Exercise: Go through the records and count the lines where the string "every" occurs. Reply with the number only.

(Stored data entries)
++++++++++
//! Lane assignment: maps each commit to a column so that a branch's commits
//! stay visually contiguous.
//!
//! Commits are walked in display order (newest first). Each active lane
//! remembers the id it expects to meet next, which is the primary parent of
//! the last commit placed in it. A commit takes the lowest lane expecting it,
//! or else the lowest free lane, so lane numbers are reused before the graph
//! grows wider.

use std::collections::{HashMap, HashSet};

use commit_graph_protocol::{CommitRecord, SharedStr};
use serde::Serialize;

use crate::error::{GraphError, InvalidReason};

/// Mapping from commit id to lane.
#[derive(Debug, Clone, Default, PartialEq, Eq, Serialize)]
pub struct LaneAssignment {
    lanes: HashMap<SharedStr, usize>,
    width: usize,
}

impl LaneAssignment {
    fn new(lanes: HashMap<SharedStr, usize>) -> Self {
        let width = lanes.values().max().map_or(0, |&max| max + 1);
        Self { lanes, width }
    }

    pub fn get(&self, id: &str) -> Option<usize> {
        self.lanes.get(id).copied()
    }

    /// Number of lane columns needed to draw the graph.
    pub fn width(&self) -> usize {
        self.width
    }

    pub fn len(&self) -> usize {
        self.lanes.len()
    }

    pub fn is_empty(&self) -> bool {
        self.lanes.is_empty()
    }
}

/// Result of a layout pass.
#[derive(Debug, Clone, Default, PartialEq)]
pub struct LaneLayout {
    pub assignment: LaneAssignment,
    /// Commits left out of the layout, in row order.
    pub rejected: Vec<GraphError>,
}

/// Assign lanes to `commits` (display order, newest first).
///
/// With `previous`, every commit that already has a lane keeps it and only
/// commits without one are placed by the algorithm. Commits that list
/// themselves as a parent, or that close a parent cycle, get no lane and are
/// reported in [`LaneLayout::rejected`].
///
/// Parents missing from `commits` (history cut at a page boundary) and
/// parents that appear above their child reserve no lane.
pub fn assign_lanes(commits: &[CommitRecord], previous: Option<&LaneAssignment>) -> LaneLayout {
    let rows: HashMap<&str, usize> = commits
        .iter()
        .enumerate()
        .map(|(row, c)| (c.id.as_str(), row))
        .collect();

    let rejected = find_invalid(commits, &rows);
    let excluded: HashSet<&str> = rejected
        .iter()
        .filter_map(|err| match err {
            GraphError::InvalidHistory { id, .. } => Some(id.as_str()),
            _ => None,
        })
        .collect();

    let mut active = ActiveLanes::default();
    let mut lanes = HashMap::with_capacity(commits.len());

    for (row, commit) in commits.iter().enumerate() {
        if excluded.contains(commit.id.as_str()) {
            continue;
        }

        let pinned = previous.and_then(|p| p.get(&commit.id));
        // A new commit on top of kept history leans towards its parent's lane.
        let hint = previous.and_then(|p| commit.primary_parent().and_then(|pp| p.get(pp)));
        let lane = active.place(&commit.id, pinned, hint);
        lanes.insert(commit.id.clone(), lane);

        // Only parents still below this row can continue a lane.
        let pending = |parent: &SharedStr| {
            rows.get(parent.as_str()).is_some_and(|&r| r > row)
                && !excluded.contains(parent.as_str())
        };

        let parents = commit.unique_parents();
        match parents.first() {
            Some(&primary) if pending(primary) => active.expect(lane, primary.clone()),
            _ => active.retire(lane),
        }
        for &parent in parents.iter().skip(1) {
            if pending(parent) && !active.is_expected(parent) {
                active.open(parent.clone());
            }
        }
    }

    LaneLayout {
        assignment: LaneAssignment::new(lanes),
        rejected,
    }
}

/// Lane slots, each holding the id it expects next.
#[derive(Debug, Default)]
struct ActiveLanes {
    slots: Vec<Option<SharedStr>>,
}

impl ActiveLanes {
    /// Choose the lane for `id` and release every other lane waiting on it.
    ///
    /// Preference: the kept lane, then the lowest lane expecting `id`, then
    /// `hint` if it is free, then the lowest free lane.
    fn place(&mut self, id: &SharedStr, pinned: Option<usize>, hint: Option<usize>) -> usize {
        let expecting: Vec<usize> = self
            .slots
            .iter()
            .enumerate()
            .filter(|(_, slot)| slot.as_ref() == Some(id))
            .map(|(lane, _)| lane)
            .collect();

        let lane = match pinned {
            Some(lane) => lane,
            None => match (expecting.first(), hint) {
                (Some(&lane), _) => lane,
                (None, Some(lane)) if self.is_free(lane) => lane,
                (None, _) => self.lowest_free(),
            },
        };

        // Lines converging on this commit end here.
        for l in expecting {
            self.slots[l] = None;
        }

        if self.slots.len() <= lane {
            self.slots.resize(lane + 1, None);
        }
        // A kept lane can collide with a line opened by a newer commit;
        // that line moves to a free lane.
        let displaced = self.slots[lane].replace(id.clone());
        if let Some(displaced) = displaced {
            self.open(displaced);
        }
        lane
    }

    fn expect(&mut self, lane: usize, id: SharedStr) {
        self.slots[lane] = Some(id);
    }

    fn retire(&mut self, lane: usize) {
        self.slots[lane] = None;
    }

    fn open(&mut self, id: SharedStr) {
        let lane = self.lowest_free();
        self.slots[lane] = Some(id);
    }

    fn is_expected(&self, id: &SharedStr) -> bool {
        self.slots.iter().any(|slot| slot.as_ref() == Some(id))
    }

    fn is_free(&self, lane: usize) -> bool {
        self.slots.get(lane).is_none_or(Option::is_none)
    }

    fn lowest_free(&mut self) -> usize {
        if let Some(lane) = self.slots.iter().position(Option::is_none) {
            return lane;
        }
        self.slots.push(None);
        self.slots.len() - 1
    }
}

/// Find commits that cannot be laid out: self-parents, and for each parent
/// cycle the commit whose parent edge closes it.
fn find_invalid(commits: &[CommitRecord], rows: &HashMap<&str, usize>) -> Vec<GraphError> {
    const WHITE: u8 = 0;
    const GRAY: u8 = 1;
    const BLACK: u8 = 2;

    let mut found: Vec<(usize, GraphError)> = Vec::new();
    let mut bad = vec![false; commits.len()];

    for (row, commit) in commits.iter().enumerate() {
        if commit.parent_ids.contains(&commit.id) {
            bad[row] = true;
            found.push((
                row,
                GraphError::InvalidHistory {
                    id: commit.id.clone(),
                    reason: InvalidReason::SelfParent,
                },
            ));
        }
    }

    let mut color = vec![WHITE; commits.len()];
    for start in 0..commits.len() {
        if color[start] != WHITE || bad[start] {
            continue;
        }
        let mut stack: Vec<(usize, usize)> = vec![(start, 0)];
        color[start] = GRAY;

        while let Some(&(row, next)) = stack.last() {
            let parents = &commits[row].parent_ids;
            if next >= parents.len() || bad[row] {
                color[row] = BLACK;
                stack.pop();
                continue;
            }
            if let Some(top) = stack.last_mut() {
                top.1 += 1;
            }
            let parent = &parents[next];

            let Some(&p) = rows.get(parent.as_str()) else {
                continue;
            };
            if bad[p] {
                continue;
            }
            match color[p] {
                WHITE => {
                    color[p] = GRAY;
                    stack.push((p, 0));
                }
                GRAY => {
                    bad[row] = true;
                    found.push((
                        row,
                        GraphError::InvalidHistory {
                            id: commits[row].id.clone(),
                            reason: InvalidReason::ParentCycle { via: parent.clone() },
                        },
                    ));
                }
                _ => {}
            }
        }
    }

    found.sort_by_key(|(row, _)| *row);
    found.into_iter().map(|(_, err)| err).collect()
}

#[cfg(test)]
mod tests {
    use super::*;

    fn lanes_of(layout: &LaneLayout, ids: &[&str]) -> Vec<Option<usize>> {
        ids.iter().map(|id| layout.assignment.get(id)).collect()
    }

    #[test]
    fn linear_history_single_lane() {
        let commits = vec![
            CommitRecord::new("c3", &["c2"]),
            CommitRecord::new("c2", &["c1"]),
            CommitRecord::new("c1", &[]),
        ];
        let layout = assign_lanes(&commits, None);
        assert_eq!(
            lanes_of(&layout, &["c3", "c2", "c1"]),
            vec![Some(0), Some(0), Some(0)]
        );
        assert_eq!(layout.assignment.width(), 1);
        assert!(layout.rejected.is_empty());
    }

    #[test]
    fn merge_opens_lane_for_second_parent() {
        let commits = vec![
            CommitRecord::new("m", &["a", "b"]),
            CommitRecord::new("a", &["base"]),
            CommitRecord::new("b", &["base"]),
            CommitRecord::new("base", &[]),
        ];
        let layout = assign_lanes(&commits, None);
        assert_eq!(
            lanes_of(&layout, &["m", "a", "b", "base"]),
            vec![Some(0), Some(0), Some(1), Some(0)]
        );
    }

    #[test]
    fn freed_lane_is_reused() {
        // Two short side branches, one after the other, share lane 1.
        let commits = vec![
            CommitRecord::new("m2", &["m1", "y"]),
            CommitRecord::new("y", &["m1"]),
            CommitRecord::new("m1", &["base", "x"]),
            CommitRecord::new("x", &["base"]),
            CommitRecord::new("base", &[]),
        ];
        let layout = assign_lanes(&commits, None);
        assert_eq!(layout.assignment.get("y"), Some(1));
        assert_eq!(layout.assignment.get("x"), Some(1));
        assert_eq!(layout.assignment.width(), 2);
    }

    #[test]
    fn merge_does_not_reassign_expected_parent() {
        // "b" is already expected in lane 1 when "m" names it as a merge
        // source, so no third lane opens.
        let commits = vec![
            CommitRecord::new("tip", &["b"]),
            CommitRecord::new("m", &["a", "b"]),
            CommitRecord::new("b", &["a"]),
            CommitRecord::new("a", &[]),
        ];
        let layout = assign_lanes(&commits, None);
        assert_eq!(
            lanes_of(&layout, &["tip", "m", "b", "a"]),
            vec![Some(0), Some(1), Some(0), Some(0)]
        );
        assert_eq!(layout.assignment.width(), 2);
    }

    #[test]
    fn unrelated_roots_get_separate_lanes() {
        let commits = vec![
            CommitRecord::new("a2", &["a1"]),
            CommitRecord::new("b1", &[]),
            CommitRecord::new("a1", &[]),
        ];
        let layout = assign_lanes(&commits, None);
        assert_eq!(
            lanes_of(&layout, &["a2", "b1", "a1"]),
            vec![Some(0), Some(1), Some(0)]
        );
    }

    #[test]
    fn missing_parent_reserves_no_lane() {
        let commits = vec![
            CommitRecord::new("m", &["a", "not-fetched"]),
            CommitRecord::new("a", &["also-missing"]),
            CommitRecord::new("side", &[]),
        ];
        let layout = assign_lanes(&commits, None);
        assert_eq!(
            lanes_of(&layout, &["m", "a", "side"]),
            vec![Some(0), Some(0), Some(0)]
        );
    }

    #[test]
    fn duplicate_parents_are_one_edge() {
        let commits = vec![
            CommitRecord::new("m", &["a", "a"]),
            CommitRecord::new("a", &[]),
        ];
        let layout = assign_lanes(&commits, None);
        assert_eq!(layout.assignment.width(), 1);
    }

    #[test]
    fn self_parent_is_rejected() {
        let commits = vec![
            CommitRecord::new("bad", &["bad"]),
            CommitRecord::new("ok", &[]),
        ];
        let layout = assign_lanes(&commits, None);
        assert_eq!(layout.assignment.get("bad"), None);
        assert_eq!(layout.assignment.get("ok"), Some(0));
        assert_eq!(
            layout.rejected,
            vec![GraphError::InvalidHistory {
                id: "bad".into(),
                reason: InvalidReason::SelfParent,
            }]
        );
    }

    #[test]
    fn cycle_rejects_the_closing_commit() {
        let commits = vec![
            CommitRecord::new("a", &["b"]),
            CommitRecord::new("b", &["c"]),
            CommitRecord::new("c", &["a"]),
            CommitRecord::new("d", &[]),
        ];
        let layout = assign_lanes(&commits, None);
        assert_eq!(
            layout.rejected,
            vec![GraphError::InvalidHistory {
                id: "c".into(),
                reason: InvalidReason::ParentCycle { via: "a".into() },
            }]
        );
        assert_eq!(layout.assignment.get("a"), Some(0));
        assert_eq!(layout.assignment.get("c"), None);
        assert!(layout.assignment.get("d").is_some());
    }

    #[test]
    fn previous_lanes_are_kept() {
        let old = vec![
            CommitRecord::new("f", &["base"]),
            CommitRecord::new("main", &["base"]),
            CommitRecord::new("base", &[]),
        ];
        let first = assign_lanes(&old, None);
        assert_eq!(first.assignment.get("main"), Some(1));

        let mut grown = vec![CommitRecord::new("new", &["main"])];
        grown.extend(old);
        let second = assign_lanes(&grown, Some(&first.assignment));
        for id in ["f", "main", "base"] {
            assert_eq!(second.assignment.get(id), first.assignment.get(id), "{id}");
        }
        assert_eq!(second.assignment.get("new"), Some(1));
    }

    #[test]
    fn kept_lane_displaces_pending_line() {
        let previous = assign_lanes(
            &[
                CommitRecord::new("old", &["x"]),
                CommitRecord::new("x", &[]),
            ],
            None,
        );
        // "new" opens lane 0 waiting for "y"; the kept commit "old" owns
        // lane 0, so the line waiting for "y" moves to lane 1.
        let commits = vec![
            CommitRecord::new("new", &["y"]),
            CommitRecord::new("old", &["x"]),
            CommitRecord::new("y", &[]),
            CommitRecord::new("x", &[]),
        ];
        let layout = assign_lanes(&commits, Some(&previous.assignment));
        assert_eq!(
            lanes_of(&layout, &["new", "old", "y", "x"]),
            vec![Some(0), Some(0), Some(1), Some(0)]
        );
    }
}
++++++++++
Answer to this exercise: 2